# Assignment:
Below are entries. Reproduce exactly the lines between the line holding "let profile = if" and the line holding "let config = TrainingConfig", inclusive, and only those.

Dataset excerpts
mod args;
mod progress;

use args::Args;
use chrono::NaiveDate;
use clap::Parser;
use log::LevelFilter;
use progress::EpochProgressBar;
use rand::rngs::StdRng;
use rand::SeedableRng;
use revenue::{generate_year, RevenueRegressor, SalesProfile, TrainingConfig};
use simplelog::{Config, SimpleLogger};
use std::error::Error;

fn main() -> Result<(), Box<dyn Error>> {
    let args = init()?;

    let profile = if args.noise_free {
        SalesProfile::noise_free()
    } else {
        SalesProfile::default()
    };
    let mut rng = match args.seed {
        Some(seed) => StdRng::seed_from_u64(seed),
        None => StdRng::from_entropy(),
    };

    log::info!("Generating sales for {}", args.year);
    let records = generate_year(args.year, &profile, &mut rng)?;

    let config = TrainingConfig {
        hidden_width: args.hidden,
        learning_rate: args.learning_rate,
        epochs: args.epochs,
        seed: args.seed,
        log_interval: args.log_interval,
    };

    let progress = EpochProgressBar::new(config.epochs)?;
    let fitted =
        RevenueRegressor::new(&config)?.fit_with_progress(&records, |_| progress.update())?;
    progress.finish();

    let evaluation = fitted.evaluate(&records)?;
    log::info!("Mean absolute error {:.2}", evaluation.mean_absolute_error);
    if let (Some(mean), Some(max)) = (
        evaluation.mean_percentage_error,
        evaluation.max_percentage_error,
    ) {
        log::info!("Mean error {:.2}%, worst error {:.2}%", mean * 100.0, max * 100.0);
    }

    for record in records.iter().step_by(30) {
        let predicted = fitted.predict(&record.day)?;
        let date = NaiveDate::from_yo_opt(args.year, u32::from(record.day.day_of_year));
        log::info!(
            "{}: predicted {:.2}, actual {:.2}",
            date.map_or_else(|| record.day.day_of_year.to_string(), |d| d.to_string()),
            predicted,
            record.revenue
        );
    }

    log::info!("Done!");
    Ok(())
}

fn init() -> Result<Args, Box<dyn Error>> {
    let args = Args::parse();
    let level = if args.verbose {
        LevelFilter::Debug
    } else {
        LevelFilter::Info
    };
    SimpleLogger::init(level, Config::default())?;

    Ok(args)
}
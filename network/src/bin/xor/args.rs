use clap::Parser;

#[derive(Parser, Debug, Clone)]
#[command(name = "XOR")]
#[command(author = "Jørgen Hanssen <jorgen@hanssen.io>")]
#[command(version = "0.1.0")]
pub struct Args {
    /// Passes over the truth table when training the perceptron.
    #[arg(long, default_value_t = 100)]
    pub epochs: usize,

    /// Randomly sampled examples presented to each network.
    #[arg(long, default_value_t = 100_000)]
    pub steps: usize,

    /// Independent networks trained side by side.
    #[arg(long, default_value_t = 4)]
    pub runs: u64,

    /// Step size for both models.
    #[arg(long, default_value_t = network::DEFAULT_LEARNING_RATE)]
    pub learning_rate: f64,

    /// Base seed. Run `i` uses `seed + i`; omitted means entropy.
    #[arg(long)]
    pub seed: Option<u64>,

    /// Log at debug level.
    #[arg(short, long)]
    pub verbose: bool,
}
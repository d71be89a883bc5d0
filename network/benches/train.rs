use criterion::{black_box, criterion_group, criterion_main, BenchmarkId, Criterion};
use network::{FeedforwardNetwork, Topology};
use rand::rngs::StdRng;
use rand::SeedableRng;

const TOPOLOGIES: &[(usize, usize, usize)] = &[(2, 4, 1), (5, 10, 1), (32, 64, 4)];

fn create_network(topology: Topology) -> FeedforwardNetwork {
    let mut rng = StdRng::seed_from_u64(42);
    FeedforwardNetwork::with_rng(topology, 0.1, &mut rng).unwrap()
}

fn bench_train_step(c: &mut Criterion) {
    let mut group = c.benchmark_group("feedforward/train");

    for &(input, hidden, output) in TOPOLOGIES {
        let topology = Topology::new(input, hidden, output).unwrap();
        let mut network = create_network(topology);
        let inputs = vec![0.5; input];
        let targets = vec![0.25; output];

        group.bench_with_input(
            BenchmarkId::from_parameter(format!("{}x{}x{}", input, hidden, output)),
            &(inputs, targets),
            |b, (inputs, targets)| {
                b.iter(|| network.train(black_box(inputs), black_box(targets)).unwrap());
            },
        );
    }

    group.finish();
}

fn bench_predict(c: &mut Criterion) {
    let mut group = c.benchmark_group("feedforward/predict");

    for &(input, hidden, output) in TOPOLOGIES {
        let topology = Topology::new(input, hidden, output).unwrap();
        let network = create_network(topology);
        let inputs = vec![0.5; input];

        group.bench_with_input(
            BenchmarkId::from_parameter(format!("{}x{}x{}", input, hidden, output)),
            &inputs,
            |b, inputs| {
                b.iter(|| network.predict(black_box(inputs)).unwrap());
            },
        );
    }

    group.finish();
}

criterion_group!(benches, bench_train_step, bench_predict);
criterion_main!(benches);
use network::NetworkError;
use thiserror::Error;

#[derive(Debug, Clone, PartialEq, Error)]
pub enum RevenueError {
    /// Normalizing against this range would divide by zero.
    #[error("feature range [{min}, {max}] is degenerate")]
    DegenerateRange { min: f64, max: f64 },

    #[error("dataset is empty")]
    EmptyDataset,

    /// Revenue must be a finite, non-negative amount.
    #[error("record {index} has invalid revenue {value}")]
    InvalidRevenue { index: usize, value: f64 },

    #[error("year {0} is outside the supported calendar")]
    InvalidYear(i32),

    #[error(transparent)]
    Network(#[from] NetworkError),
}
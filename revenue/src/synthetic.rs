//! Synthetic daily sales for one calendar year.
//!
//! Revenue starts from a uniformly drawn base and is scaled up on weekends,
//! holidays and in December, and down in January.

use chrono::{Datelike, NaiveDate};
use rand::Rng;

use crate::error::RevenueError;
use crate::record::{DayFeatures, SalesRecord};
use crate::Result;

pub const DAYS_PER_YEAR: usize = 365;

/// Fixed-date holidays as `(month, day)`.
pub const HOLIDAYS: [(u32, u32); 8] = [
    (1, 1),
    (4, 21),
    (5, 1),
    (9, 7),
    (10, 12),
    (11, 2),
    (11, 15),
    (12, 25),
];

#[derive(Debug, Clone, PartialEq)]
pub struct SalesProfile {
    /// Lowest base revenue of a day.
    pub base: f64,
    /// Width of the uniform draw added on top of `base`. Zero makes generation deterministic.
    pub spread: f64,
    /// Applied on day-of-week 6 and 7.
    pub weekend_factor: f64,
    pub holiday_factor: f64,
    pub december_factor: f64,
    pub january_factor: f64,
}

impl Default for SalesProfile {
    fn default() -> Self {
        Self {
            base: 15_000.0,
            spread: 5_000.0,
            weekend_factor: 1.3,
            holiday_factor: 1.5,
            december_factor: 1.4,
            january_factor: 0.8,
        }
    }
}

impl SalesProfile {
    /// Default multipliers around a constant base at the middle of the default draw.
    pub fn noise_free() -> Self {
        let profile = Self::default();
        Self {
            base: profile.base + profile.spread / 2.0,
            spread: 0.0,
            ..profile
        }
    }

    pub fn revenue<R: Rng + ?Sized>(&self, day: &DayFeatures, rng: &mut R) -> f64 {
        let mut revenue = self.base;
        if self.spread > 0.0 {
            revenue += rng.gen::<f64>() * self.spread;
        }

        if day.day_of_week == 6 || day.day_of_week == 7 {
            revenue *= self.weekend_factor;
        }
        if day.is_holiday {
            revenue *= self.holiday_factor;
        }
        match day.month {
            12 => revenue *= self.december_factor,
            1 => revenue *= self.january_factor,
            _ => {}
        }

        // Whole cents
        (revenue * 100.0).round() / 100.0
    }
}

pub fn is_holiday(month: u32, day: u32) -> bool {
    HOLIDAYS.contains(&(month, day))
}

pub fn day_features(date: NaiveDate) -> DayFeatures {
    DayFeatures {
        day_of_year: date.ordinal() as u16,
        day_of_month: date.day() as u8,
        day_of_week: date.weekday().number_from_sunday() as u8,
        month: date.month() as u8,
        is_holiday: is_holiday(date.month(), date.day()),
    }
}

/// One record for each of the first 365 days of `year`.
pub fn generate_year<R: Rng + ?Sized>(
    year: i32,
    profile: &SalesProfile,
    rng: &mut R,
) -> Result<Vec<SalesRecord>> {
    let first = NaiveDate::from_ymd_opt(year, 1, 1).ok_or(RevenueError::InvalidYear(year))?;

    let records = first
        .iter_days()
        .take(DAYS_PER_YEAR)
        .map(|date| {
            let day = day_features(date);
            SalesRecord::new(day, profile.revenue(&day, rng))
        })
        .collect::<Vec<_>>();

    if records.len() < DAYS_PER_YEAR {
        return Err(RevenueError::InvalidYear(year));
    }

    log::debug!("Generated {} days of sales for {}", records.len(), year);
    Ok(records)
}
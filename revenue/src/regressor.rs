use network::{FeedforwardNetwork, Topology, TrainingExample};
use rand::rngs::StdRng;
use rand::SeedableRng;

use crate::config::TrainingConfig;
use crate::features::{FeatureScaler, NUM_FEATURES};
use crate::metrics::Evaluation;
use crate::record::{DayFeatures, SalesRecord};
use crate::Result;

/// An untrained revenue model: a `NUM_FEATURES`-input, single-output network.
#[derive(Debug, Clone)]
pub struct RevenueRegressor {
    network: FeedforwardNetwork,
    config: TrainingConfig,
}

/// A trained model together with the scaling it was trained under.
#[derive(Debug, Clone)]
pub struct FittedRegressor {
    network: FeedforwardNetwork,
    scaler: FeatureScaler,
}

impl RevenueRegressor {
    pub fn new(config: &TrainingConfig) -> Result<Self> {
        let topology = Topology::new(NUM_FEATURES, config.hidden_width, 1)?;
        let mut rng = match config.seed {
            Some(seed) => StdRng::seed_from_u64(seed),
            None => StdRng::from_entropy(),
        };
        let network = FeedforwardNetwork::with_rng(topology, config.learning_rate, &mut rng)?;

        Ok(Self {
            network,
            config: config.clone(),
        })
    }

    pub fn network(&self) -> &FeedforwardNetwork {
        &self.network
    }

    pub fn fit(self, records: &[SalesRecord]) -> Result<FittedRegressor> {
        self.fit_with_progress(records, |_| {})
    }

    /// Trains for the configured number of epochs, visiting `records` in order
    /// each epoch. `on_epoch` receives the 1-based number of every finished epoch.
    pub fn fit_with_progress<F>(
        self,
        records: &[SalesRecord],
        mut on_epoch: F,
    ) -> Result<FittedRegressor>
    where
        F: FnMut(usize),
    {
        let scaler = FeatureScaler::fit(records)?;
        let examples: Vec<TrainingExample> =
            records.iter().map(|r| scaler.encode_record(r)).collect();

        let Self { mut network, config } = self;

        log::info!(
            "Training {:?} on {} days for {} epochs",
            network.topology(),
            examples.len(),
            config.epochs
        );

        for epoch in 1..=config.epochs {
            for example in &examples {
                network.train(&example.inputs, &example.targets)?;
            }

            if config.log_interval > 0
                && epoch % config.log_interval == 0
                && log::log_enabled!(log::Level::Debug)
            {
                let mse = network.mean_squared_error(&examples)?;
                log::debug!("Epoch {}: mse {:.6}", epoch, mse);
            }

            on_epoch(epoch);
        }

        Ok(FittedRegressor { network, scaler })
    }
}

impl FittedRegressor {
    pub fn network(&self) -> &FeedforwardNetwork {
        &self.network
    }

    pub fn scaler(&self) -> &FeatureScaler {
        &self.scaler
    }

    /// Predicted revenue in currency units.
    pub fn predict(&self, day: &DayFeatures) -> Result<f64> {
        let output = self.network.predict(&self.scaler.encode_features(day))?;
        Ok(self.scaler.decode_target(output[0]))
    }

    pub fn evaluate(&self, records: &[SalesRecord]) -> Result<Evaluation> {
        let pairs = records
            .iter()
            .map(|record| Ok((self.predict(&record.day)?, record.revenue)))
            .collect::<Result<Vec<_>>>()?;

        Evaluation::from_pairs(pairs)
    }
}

# Result of this exercise:
    let profile = if args.noise_free {
        SalesProfile::noise_free()
    } else {
        SalesProfile::default()
    };
    let mut rng = match args.seed {
        Some(seed) => StdRng::seed_from_u64(seed),
        None => StdRng::from_entropy(),
    };

    log::info!("Generating sales for {}", args.year);
    let records = generate_year(args.year, &profile, &mut rng)?;

    let config = TrainingConfig {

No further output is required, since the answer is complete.